É como se o fato de ter consciência do quão patética é a existência humana o colocasse em uma posição privilegiada. No entanto, justamente por ter consciência disso, ele se apequena e ao fazê-lo coloca-se em uma posição inferior a tudo e a todos, o que gera uma pessoa suscetível, amarga e muito frágil.
A consciência da vergonha de nossa existência parece girar em torno do fato de que, para este homem, a característica que melhor define um ser humano é sua capacidade de ser insensato. De fazer merda, em bom português.
Você poderia dar a um homem tudo que ele precisa para ser feliz que, mesmo assim, caso ele não tivesse a possibilidade de ser caótico, de ser insensato, de fazer merda, ele não estaria feliz. E é aí que o homem do subsolo nos faz questionar sobre o quão essencial do humano é a sensação da infelicidade, de estranheza, de insegurança, de ódio, de desconforto.

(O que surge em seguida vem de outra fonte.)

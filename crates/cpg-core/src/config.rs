//! Pipeline configuration
//!
//! Loaded from TOML; every key is optional and falls back to its default.
//!
//! ```toml
//! max_retries = 3
//! n_results = 5
//! generation_timeout_secs = 120
//!
//! [default_queries]
//! twitter = "technology innovation research"
//!
//! [audit]
//! min_recommendations = 3
//! ```

use crate::classifier::ClassifierConfig;
use crate::error::ConfigError;
use cpg_audit::AuditRules;
use cpg_model::{AccountType, Platform};
use serde::{Deserialize, Serialize};
use std::path::Path;
use std::time::Duration;

/// Fallback topic queries per platform
#[derive(Debug, Clone, PartialEq, Eq, Serialize, Deserialize)]
#[serde(default)]
pub struct DefaultQueries {
    pub instagram: String,
    pub twitter: String,
    pub facebook: String,
}

impl Default for DefaultQueries {
    fn default() -> Self {
        Self {
            instagram: "lifestyle beauty fashion trending visual content".into(),
            twitter: "technology innovation news trending discussion".into(),
            facebook: "community engagement entertainment news updates".into(),
        }
    }
}

impl DefaultQueries {
    #[must_use]
    pub fn for_platform(&self, platform: Platform) -> &str {
        match platform {
            Platform::Instagram => &self.instagram,
            Platform::Twitter => &self.twitter,
            Platform::Facebook => &self.facebook,
        }
    }
}

/// Pipeline configuration
#[derive(Debug, Clone, PartialEq, Serialize, Deserialize)]
#[serde(default)]
pub struct PipelineConfig {
    /// Generate/validate cycles per request (0 behaves as 1)
    pub max_retries: u32,
    /// Documents per retrieval query
    pub n_results: usize,
    /// Trend topics used for the topic query
    pub trend_top_n: usize,
    /// Engagement percentile for trend extraction
    pub trend_percentile: f64,
    /// Posts from the combined corpus offered to each module
    pub corpus_sample_size: usize,
    pub competitor_lookup_timeout_secs: u64,
    pub generation_timeout_secs: u64,
    /// Request-scoped cache entries per scope
    pub cache_capacity: u64,
    pub cache_ttl_secs: u64,
    /// Posting style used when the caller supplies none
    pub default_posting_style: String,
    pub default_queries: DefaultQueries,
    pub audit: AuditRules,
    pub classifier: ClassifierConfig,
}

impl Default for PipelineConfig {
    fn default() -> Self {
        Self {
            max_retries: 3,
            n_results: 5,
            trend_top_n: 3,
            trend_percentile: 0.75,
            corpus_sample_size: 20,
            competitor_lookup_timeout_secs: 30,
            generation_timeout_secs: 120,
            cache_capacity: 1_000,
            cache_ttl_secs: 3_600,
            default_posting_style: "Professional content creation with consistent engagement"
                .into(),
            default_queries: DefaultQueries::default(),
            audit: AuditRules::default(),
            classifier: ClassifierConfig::default(),
        }
    }
}

impl PipelineConfig {
    #[inline]
    #[must_use]
    pub fn new() -> Self {
        Self::default()
    }

    /// Parse TOML, falling back to defaults for missing keys
    ///
    /// # Errors
    /// `ConfigError::Parse` for invalid TOML, `ConfigError::Invalid` for
    /// values rejected by [`Self::validate`].
    pub fn from_toml_str(s: &str) -> Result<Self, ConfigError> {
        let config: Self = toml::from_str(s)?;
        config.validate()?;
        Ok(config)
    }

    /// Read and parse a TOML file
    ///
    /// # Errors
    /// `ConfigError::Io` if the file cannot be read, otherwise as
    /// [`Self::from_toml_str`].
    pub fn load(path: impl AsRef<Path>) -> Result<Self, ConfigError> {
        let path = path.as_ref();
        let text = std::fs::read_to_string(path).map_err(|source| ConfigError::Io {
            path: path.to_path_buf(),
            source,
        })?;
        Self::from_toml_str(&text)
    }

    /// Reject unusable values
    ///
    /// # Errors
    /// `ConfigError::Invalid` naming the first bad field.
    pub fn validate(&self) -> Result<(), ConfigError> {
        if self.n_results == 0 {
            return Err(ConfigError::Invalid("n_results must be at least 1".into()));
        }
        if self.cache_capacity == 0 {
            return Err(ConfigError::Invalid("cache_capacity must be at least 1".into()));
        }
        if self.competitor_lookup_timeout_secs == 0 {
            return Err(ConfigError::Invalid(
                "competitor_lookup_timeout_secs must be at least 1".into(),
            ));
        }
        if self.generation_timeout_secs == 0 {
            return Err(ConfigError::Invalid(
                "generation_timeout_secs must be at least 1".into(),
            ));
        }
        if !(0.0..=1.0).contains(&self.trend_percentile) {
            return Err(ConfigError::Invalid(
                "trend_percentile must be within 0.0..=1.0".into(),
            ));
        }
        for platform in Platform::all() {
            if self.default_queries.for_platform(platform).trim().is_empty() {
                return Err(ConfigError::Invalid(format!(
                    "default query for {platform} must not be empty"
                )));
            }
        }
        Ok(())
    }

    /// With retry budget
    #[inline]
    #[must_use]
    pub fn with_max_retries(mut self, max_retries: u32) -> Self {
        self.max_retries = max_retries;
        self
    }

    /// With documents per query
    #[inline]
    #[must_use]
    pub fn with_n_results(mut self, n_results: usize) -> Self {
        self.n_results = n_results;
        self
    }

    /// With generation timeout
    #[inline]
    #[must_use]
    pub fn with_generation_timeout(mut self, timeout: Duration) -> Self {
        self.generation_timeout_secs = timeout.as_secs().max(1);
        self
    }

    /// With audit rules
    #[inline]
    #[must_use]
    pub fn with_audit_rules(mut self, rules: AuditRules) -> Self {
        self.audit = rules;
        self
    }

    /// Attempts actually made for the configured budget
    #[inline]
    #[must_use]
    pub fn attempts(&self) -> u32 {
        self.max_retries.max(1)
    }

    #[inline]
    #[must_use]
    pub fn competitor_lookup_timeout(&self) -> Duration {
        Duration::from_secs(self.competitor_lookup_timeout_secs)
    }

    #[inline]
    #[must_use]
    pub fn generation_timeout(&self) -> Duration {
        Duration::from_secs(self.generation_timeout_secs)
    }

    #[inline]
    #[must_use]
    pub fn cache_ttl(&self) -> Duration {
        Duration::from_secs(self.cache_ttl_secs)
    }

    /// Posting style to use for an account type when none was supplied
    #[must_use]
    pub fn posting_style_for(&self, account_type: AccountType) -> String {
        match account_type {
            AccountType::Branding => {
                format!("{} with product-focused brand storytelling", self.default_posting_style)
            }
            AccountType::NonBranding => {
                format!("{} with an authentic personal voice", self.default_posting_style)
            }
            AccountType::Unknown => self.default_posting_style.clone(),
        }
    }
}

E o personagem nos mostra como é movido por essas sensações ao longo da segunda parte da obra. Ele nos mostrará como é mesquinho, como tem baixíssima autoestima, como é covarde, mas principalmente, como é babaca. Sente-se superior a tudo e a todos mas tem vergonha de seu próprio rosto porque se acha feio. Sente inveja de um ex-colega de infância, que até pode ser um babaca também, mas faz questão de ir a uma festa em sua homenagem e estraga o clima sentindo-se atacado a cada frase de cada pessoa.
Porém, o ápice da novela é seu desfecho. Após envolver-se com uma prostituta, com arroubos de eloquência e envaidecido de si mesmo, o homem do subsolo convence-a de que pode ajudá-la. Chama-a a sua casa para tirá-la daquela vida indigna. No entanto, covarde como é, confessa à moça que não sabe o que fazer, não sabe como ajudá-la, nem mesmo sabe porque a chamou até lá; confessa que é medíocre, que tem vergonha de si mesmo e pensa que é mau, que maltrata os outros, que se sente melhor que todos. E sofre por isso. E sofre naquele momento.
A moça se compadece, lhe dá um abraço, acolhe-o. E ele, como o canalha que é, joga-lhe dinheiro, como se estivesse pagando pela visita. Tratando-a indignamente, como um ser inferior.
Um homem detestável, mesquinho, assombrado por sua mediocridade e ainda assim arrogante, agressivo e covarde ao mesmo tempo, suscetível e frágil. Um homem que detestei e não compreendi em boa parte da novela.
Que faz o possível para provar que, se ele quiser, dois mais dois nunca serão quatro. Ainda que isso custe sua sanidade e bem-estar. Alguém que faz questão de buscar sua própria humanidade.
Um homem em que pavorosamente me reconheci.